Less than a week away from Georgia’s dual Senate general-election runoffs, it’s hard to overstate their potential importance. If Democrats Jon Ossoff and Raphael Warnock both win, their party will gain a governing trifecta (albeit by vanishingly small margins in Congress) and prospects for a reasonably ambitious Biden legislative agenda will go up sharply. If either Republican, Kelly Loeffler or David Perdue, is reelected, then Mitch McConnell will retain control of the Senate, and the kind of plenary obstruction he posed to Barack Obama’s agenda after Republicans won the Senate in 2010 is likely to return.

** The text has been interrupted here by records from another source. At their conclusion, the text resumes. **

//! Request handlers for the visualisation service
//!
//! This module implements the handlers behind each request, bridging the
//! on-disk stores to the commit window builder and the metadata resolver.
//! Every handler returns plain data ready to serialise and logs failures
//! before handing them back.

use std::path::PathBuf;

use repovis_git::{
    CommitWindow, DEFAULT_COMMIT_COUNT, GitError, History, RepositoryMetadata, Revision,
    Settings, WindowRequest, repository_metadata, resolve_settings, window_from_history,
};
use serde::Serialize;
use thiserror::Error;
use tracing::{error, info};

use crate::config::Config;
use crate::store::{RepoStore, SettingsStore, StoreError};

// ============================================================================
// Error Types
// ============================================================================

/// Handler errors
#[derive(Debug, Error)]
pub enum HandlerError {
    /// The requested branch does not resolve
    #[error("That branch does not exist on that repository: {0}")]
    BranchNotFound(String),

    /// Walking, diffing or opening the repository failed
    #[error("That repository cannot be visualised: {0}")]
    Traverse(String),

    /// No prepared clone for the identifier
    #[error("You must prepare the repository before requesting its commits: {0}")]
    NotPrepared(String),

    /// Settings document could not be loaded or stored
    #[error("Settings error: {0}")]
    Settings(StoreError),

    /// Invalid input - missing or malformed field
    #[error("Invalid input: {0}. Check the request's required parameters.")]
    InvalidInput(String),
}

impl From<GitError> for HandlerError {
    fn from(err: GitError) -> Self {
        match err {
            GitError::BranchNotFound { branch } => Self::BranchNotFound(branch),
            other => Self::Traverse(other.to_string()),
        }
    }
}

impl From<StoreError> for HandlerError {
    fn from(err: StoreError) -> Self {
        match err {
            StoreError::NotPrepared { clone } => Self::NotPrepared(clone),
            StoreError::Git(git) => git.into(),
            other => Self::Settings(other),
        }
    }
}

// ============================================================================
// Context
// ============================================================================

/// The stores every handler reads from
#[derive(Debug, Clone)]
pub struct Stores {
    /// Prepared clones
    pub repos: RepoStore,
    /// Settings documents
    pub settings: SettingsStore,
}

impl Stores {
    /// Create stores rooted at the given directories
    #[must_use]
    pub fn new(repos: impl Into<PathBuf>, settings: impl Into<PathBuf>) -> Self {
        Self {
            repos: RepoStore::new(repos),
            settings: SettingsStore::new(settings),
        }
    }

    /// Create stores from the configured directories
    #[must_use]
    pub fn from_config(config: &Config) -> Self {
        Self::new(config.repos_path(), config.settings_path())
    }
}

// ============================================================================
// Input Types
// ============================================================================

/// Input for the commit data request
#[derive(Debug, Clone, PartialEq, Eq)]
pub struct CommitDataInput {
    /// Clone identifier of the repository
    pub repo: String,
    /// Branch to visualise
    pub branch: String,
    /// Key of the settings document whose structures apply
    pub settings: Option<String>,
    /// First position of the window
    pub start_commit: usize,
    /// Number of commits in the window
    pub commit_count: usize,
}

impl CommitDataInput {
    /// A request for the first `DEFAULT_COMMIT_COUNT` commits without settings
    #[must_use]
    pub fn new(repo: impl Into<String>, branch: impl Into<String>) -> Self {
        Self {
            repo: repo.into(),
            branch: branch.into(),
            settings: None,
            start_commit: 0,
            commit_count: DEFAULT_COMMIT_COUNT,
        }
    }
}

/// Input for the prepare request
#[derive(Debug, Clone, PartialEq, Eq)]
pub struct PrepareInput {
    /// Clone identifier of the repository
    pub repo: String,
    /// Branch to visualise
    pub branch: String,
    /// Key of the settings document to resolve
    pub settings: Option<String>,
}

/// Input for the settings import request
#[derive(Debug, Clone, PartialEq, Eq)]
pub struct ImportSettingsInput {
    /// Clone identifier of the repository
    pub repo: String,
    /// Key to store the document under
    pub settings: String,
    /// The document itself
    pub document: Settings,
}

// ============================================================================
// Output Types
// ============================================================================

/// Response from the settings import request
#[derive(Debug, Clone, Serialize)]
#[serde(rename_all = "camelCase")]
pub struct ImportResponse {
    /// Where the document was written
    pub path: PathBuf,
    /// Milestones stored
    pub milestones: usize,
    /// Structures stored
    pub structures: usize,
}

// ============================================================================
// Handler Functions
// ============================================================================

fn require(field: &str, value: &str) -> Result<(), HandlerError> {
    if value.trim().is_empty() {
        return Err(HandlerError::InvalidInput(format!("{field} is required")));
    }
    Ok(())
}

fn load_settings(
    stores: &Stores,
    repo: &str,
    key: Option<&str>,
) -> Result<Option<Settings>, HandlerError> {
    key.map(|key| stores.settings.load(repo, key))
        .transpose()
        .map_err(HandlerError::from)
}

/// Build the commit window for a prepared repository
///
/// # Errors
///
/// Returns `HandlerError::NotPrepared` if the clone is missing,
/// `HandlerError::BranchNotFound` if the branch does not resolve, and
/// `HandlerError::InvalidInput` for an empty identifier or a zero count.
pub fn commit_data(stores: &Stores, input: &CommitDataInput) -> Result<CommitWindow, HandlerError> {
    window_for(stores, input).inspect_err(|e| {
        error!(repo = %input.repo, branch = %input.branch, error = %e, "Commit data request failed");
    })
}

fn window_for(stores: &Stores, input: &CommitDataInput) -> Result<CommitWindow, HandlerError> {
    require("Repository", &input.repo)?;
    require("Branch", &input.branch)?;
    if input.commit_count == 0 {
        return Err(HandlerError::InvalidInput(
            "commitCount must be greater than zero".to_string(),
        ));
    }

    let repo = stores.repos.open(&input.repo)?;
    let settings = load_settings(stores, &input.repo, input.settings.as_deref())?;
    let history = History::load(&repo, &input.branch)?;

    // Documents imported but never prepared still carry bare hashes
    let structures = settings
        .map(|mut settings| {
            resolve_settings(&history, &mut settings);
            settings.structures
        })
        .unwrap_or_default();

    let request = WindowRequest::new(input.start_commit, input.commit_count);
    let window = window_from_history(&repo, &history, &structures, request)?;
    info!(
        repo = %input.repo,
        branch = %input.branch,
        start = input.start_commit,
        returned = window.len(),
        "Served commit data"
    );
    Ok(window)
}

/// Resolve settings against a branch and describe the repository
///
/// The resolved settings are written back to the settings store so later
/// commit data requests see positions rather than hashes.
///
/// # Errors
///
/// Returns `HandlerError::NotPrepared` if the clone is missing,
/// `HandlerError::BranchNotFound` if the branch does not resolve, or
/// `HandlerError::Settings` if the settings document cannot be read or written.
pub fn prepare_visualisation(
    stores: &Stores,
    input: &PrepareInput,
) -> Result<RepositoryMetadata, HandlerError> {
    prepare(stores, input).inspect_err(|e| {
        error!(repo = %input.repo, branch = %input.branch, error = %e, "Prepare request failed");
    })
}

fn prepare(stores: &Stores, input: &PrepareInput) -> Result<RepositoryMetadata, HandlerError> {
    require("Repository", &input.repo)?;
    require("Branch", &input.branch)?;

    let repo = stores.repos.open(&input.repo)?;
    let settings = load_settings(stores, &input.repo, input.settings.as_deref())?;
    let metadata = repository_metadata(&repo, &input.repo, &input.branch, settings)?;

    if let (Some(key), Some(resolved)) = (input.settings.as_deref(), metadata.settings.as_ref()) {
        stores.settings.save(&input.repo, key, resolved)?;
    }

    info!(
        repo = %input.repo,
        branch = %input.branch,
        total_commits = metadata.total_commits,
        "Prepared repository"
    );
    Ok(metadata)
}

/// Validate a user supplied settings document and store it
///
/// Resolved positions in the incoming document are discarded; they are
/// filled in again by the next prepare request.
///
/// # Errors
///
/// Returns `HandlerError::InvalidInput` if a structure lacks a folder or
/// label, or a referenced hash is not a full commit hash.
pub fn import_settings(
    stores: &Stores,
    input: ImportSettingsInput,
) -> Result<ImportResponse, HandlerError> {
    let repo = input.repo.clone();
    store_document(stores, input).inspect_err(|e| {
        error!(repo = %repo, error = %e, "Settings import failed");
    })
}

fn store_document(
    stores: &Stores,
    input: ImportSettingsInput,
) -> Result<ImportResponse, HandlerError> {
    require("Repository", &input.repo)?;
    require("Settings key", &input.settings)?;

    let mut document = input.document;
    for milestone in &mut document.milestones {
        if !Revision::is_valid_hash(&milestone.commit_hash) {
            return Err(HandlerError::InvalidInput(format!(
                "Milestone hash is not a commit hash: {}",
                milestone.commit_hash
            )));
        }
        milestone.commit_id = None;
    }
    for structure in &mut document.structures {
        require("Structure folder", structure.folder_path())?;
        require("Structure label", &structure.label)?;
        for hash in [&structure.start_commit_hash, &structure.end_commit_hash]
            .into_iter()
            .flatten()
        {
            if !Revision::is_valid_hash(hash) {
                return Err(HandlerError::InvalidInput(format!(
                    "Structure boundary is not a commit hash: {hash}"
                )));
            }
        }
        structure.start_commit_id = None;
        structure.end_commit_id = None;
    }

    let path = stores.settings.save(&input.repo, &input.settings, &document)?;
    info!(
        repo = %input.repo,
        key = %input.settings,
        path = %path.display(),
        "Imported settings"
    );
    Ok(ImportResponse {
        path,
        milestones: document.milestones.len(),
        structures: document.structures.len(),
    })
}

// ============================================================================
// Tests
// ============================================================================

So the Georgia vote is a big deal, which is certainly confirmed by voter interest (early voting is at a much higher level than in past stand-alone elections in Georgia), fundraising and campaign spending (the totals for both Senate races this cycle have already reached over a half-billion), and the impact these contests appear to be having on events in Washington (there may not have been any stimulus package, much less a last-minute effort to increase the value of stimulus checks, if Republicans weren’t worried about the issue damaging Loeffler and Perdue).
For those tuning back in after a well-deserved break from politics in recent days, here’s everything you need to know.
The Contenders
None of the four candidates have the sort of political-career-ladder backgrounds typical of U.S. senators; Warnock is making his first run for political office, as is Loeffler (who was appointed interim senator by Georgia governor Brian Kemp in December 2019). Ossoff and Perdue are both in their second electoral contests: The former ran for the U.S. House in a 2017 special election he narrowly lost after setting fundraising records, while the latter was a political novice when he was first elected to the Senate in the very good Republican year of 2014.
Until very recently, it was unusual for Georgia’s statewide elected officials to hail from metro Atlanta (Senator Wyche Fowler, who won a seat in 1986 and promptly lost it in 1992, was a rare exception). Reflecting the city’s rapidly increasing demographic and economic domination of Georgia, three of the four January 5 candidates (Loeffler, Ossoff, and Warnock) are from Atlanta, while Perdue has no real geographic base, having long ago left behind his middle-Georgia origins for the far frontiers of international business (he was a corporate “turnaround” expert beloved of shareholders but not so much workers). Perdue does have the backing of a political clan, though: His rise to statewide office was undoubtedly facilitated by the earlier election of his cousin Sonny Perdue (now Trump’s secretary of Agriculture) to two terms as Georgia’s first Republican governor since Reconstruction. And Warnock holds the historic pulpit of Martin Luther King Sr. and Jr. at Atlanta’s Ebenezer Baptist Church.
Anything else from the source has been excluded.